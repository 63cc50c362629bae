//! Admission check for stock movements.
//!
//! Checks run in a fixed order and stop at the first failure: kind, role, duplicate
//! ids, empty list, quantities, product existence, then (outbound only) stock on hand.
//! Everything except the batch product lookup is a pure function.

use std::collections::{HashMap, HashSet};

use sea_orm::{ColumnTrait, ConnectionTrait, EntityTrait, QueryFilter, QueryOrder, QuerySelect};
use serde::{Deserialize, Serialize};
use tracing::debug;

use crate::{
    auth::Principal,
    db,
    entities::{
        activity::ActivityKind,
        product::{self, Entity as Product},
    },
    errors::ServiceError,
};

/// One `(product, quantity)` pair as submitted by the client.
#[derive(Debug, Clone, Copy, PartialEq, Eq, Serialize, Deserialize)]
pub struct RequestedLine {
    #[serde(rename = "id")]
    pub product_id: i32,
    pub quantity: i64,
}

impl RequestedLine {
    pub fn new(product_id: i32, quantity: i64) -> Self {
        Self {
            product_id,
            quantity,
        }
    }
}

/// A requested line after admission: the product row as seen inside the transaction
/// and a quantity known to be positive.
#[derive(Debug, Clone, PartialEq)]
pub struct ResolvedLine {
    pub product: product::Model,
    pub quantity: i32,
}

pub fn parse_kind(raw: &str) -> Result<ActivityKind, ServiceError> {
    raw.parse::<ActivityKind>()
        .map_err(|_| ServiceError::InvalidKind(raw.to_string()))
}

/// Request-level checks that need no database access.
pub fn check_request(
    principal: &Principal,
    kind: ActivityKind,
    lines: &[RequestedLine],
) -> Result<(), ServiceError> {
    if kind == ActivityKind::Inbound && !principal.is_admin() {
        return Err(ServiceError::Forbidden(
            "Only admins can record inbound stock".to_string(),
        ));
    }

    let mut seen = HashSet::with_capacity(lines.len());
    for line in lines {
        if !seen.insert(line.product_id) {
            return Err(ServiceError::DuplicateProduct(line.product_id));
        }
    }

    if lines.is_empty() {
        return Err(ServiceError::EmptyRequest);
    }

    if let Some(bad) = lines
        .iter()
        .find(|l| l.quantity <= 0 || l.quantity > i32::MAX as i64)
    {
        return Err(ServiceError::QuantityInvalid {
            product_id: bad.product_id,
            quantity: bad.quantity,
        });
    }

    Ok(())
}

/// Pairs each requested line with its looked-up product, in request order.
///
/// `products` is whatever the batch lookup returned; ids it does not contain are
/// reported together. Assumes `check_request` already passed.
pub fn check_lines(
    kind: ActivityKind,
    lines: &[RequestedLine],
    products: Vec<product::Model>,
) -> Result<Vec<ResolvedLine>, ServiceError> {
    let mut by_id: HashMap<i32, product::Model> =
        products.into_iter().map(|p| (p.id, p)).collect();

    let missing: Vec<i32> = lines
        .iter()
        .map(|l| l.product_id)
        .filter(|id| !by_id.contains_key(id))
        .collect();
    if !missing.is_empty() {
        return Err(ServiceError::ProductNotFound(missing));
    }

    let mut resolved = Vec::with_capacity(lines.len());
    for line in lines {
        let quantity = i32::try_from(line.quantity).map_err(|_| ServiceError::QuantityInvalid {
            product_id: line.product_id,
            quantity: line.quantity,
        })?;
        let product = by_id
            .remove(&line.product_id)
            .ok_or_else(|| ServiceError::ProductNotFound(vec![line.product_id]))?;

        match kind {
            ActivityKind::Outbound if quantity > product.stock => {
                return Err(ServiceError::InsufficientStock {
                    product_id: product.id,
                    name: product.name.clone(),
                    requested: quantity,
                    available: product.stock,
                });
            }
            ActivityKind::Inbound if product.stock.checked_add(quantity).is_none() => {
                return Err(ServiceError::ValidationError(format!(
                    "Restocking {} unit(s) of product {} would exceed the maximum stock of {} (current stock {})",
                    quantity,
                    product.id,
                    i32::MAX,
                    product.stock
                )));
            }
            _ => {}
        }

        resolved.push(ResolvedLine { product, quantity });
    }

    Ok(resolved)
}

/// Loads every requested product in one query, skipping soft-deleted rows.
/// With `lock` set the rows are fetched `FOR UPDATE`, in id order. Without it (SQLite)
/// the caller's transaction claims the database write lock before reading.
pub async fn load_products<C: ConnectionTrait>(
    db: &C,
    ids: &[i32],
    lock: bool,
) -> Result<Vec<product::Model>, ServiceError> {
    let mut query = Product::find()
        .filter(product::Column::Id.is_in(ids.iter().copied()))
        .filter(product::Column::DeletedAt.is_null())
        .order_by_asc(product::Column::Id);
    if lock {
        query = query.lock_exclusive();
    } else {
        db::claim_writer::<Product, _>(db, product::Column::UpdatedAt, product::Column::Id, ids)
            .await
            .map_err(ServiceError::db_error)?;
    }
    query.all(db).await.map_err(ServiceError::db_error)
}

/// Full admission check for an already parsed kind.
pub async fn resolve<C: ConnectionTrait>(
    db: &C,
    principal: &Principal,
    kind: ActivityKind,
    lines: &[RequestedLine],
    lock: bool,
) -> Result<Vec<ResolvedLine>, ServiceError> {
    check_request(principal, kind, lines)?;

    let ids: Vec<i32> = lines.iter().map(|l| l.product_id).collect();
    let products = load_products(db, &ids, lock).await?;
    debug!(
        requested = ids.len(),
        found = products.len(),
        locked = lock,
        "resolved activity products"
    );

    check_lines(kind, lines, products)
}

————

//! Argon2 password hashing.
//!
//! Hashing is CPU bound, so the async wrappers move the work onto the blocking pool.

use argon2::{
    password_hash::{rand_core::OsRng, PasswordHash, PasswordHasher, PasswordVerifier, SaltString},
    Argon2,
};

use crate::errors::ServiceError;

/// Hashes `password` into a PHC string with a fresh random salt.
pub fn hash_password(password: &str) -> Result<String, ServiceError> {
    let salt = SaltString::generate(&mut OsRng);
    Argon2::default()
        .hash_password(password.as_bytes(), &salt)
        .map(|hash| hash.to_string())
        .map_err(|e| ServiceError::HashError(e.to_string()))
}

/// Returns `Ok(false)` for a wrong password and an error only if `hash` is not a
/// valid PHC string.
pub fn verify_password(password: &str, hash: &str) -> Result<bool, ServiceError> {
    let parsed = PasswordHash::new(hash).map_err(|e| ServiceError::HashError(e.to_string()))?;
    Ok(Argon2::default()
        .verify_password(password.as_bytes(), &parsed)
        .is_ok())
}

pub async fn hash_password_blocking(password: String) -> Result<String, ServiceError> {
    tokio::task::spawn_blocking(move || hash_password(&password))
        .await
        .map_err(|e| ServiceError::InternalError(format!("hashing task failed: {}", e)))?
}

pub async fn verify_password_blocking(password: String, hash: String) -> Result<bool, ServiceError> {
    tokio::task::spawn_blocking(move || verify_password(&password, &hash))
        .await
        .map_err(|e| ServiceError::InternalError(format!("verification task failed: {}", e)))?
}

————

* WORK INSTRUCTION *
On how many lines of the data does "HashMap" appear? Give only that number.

* ANSWER SECTION *
2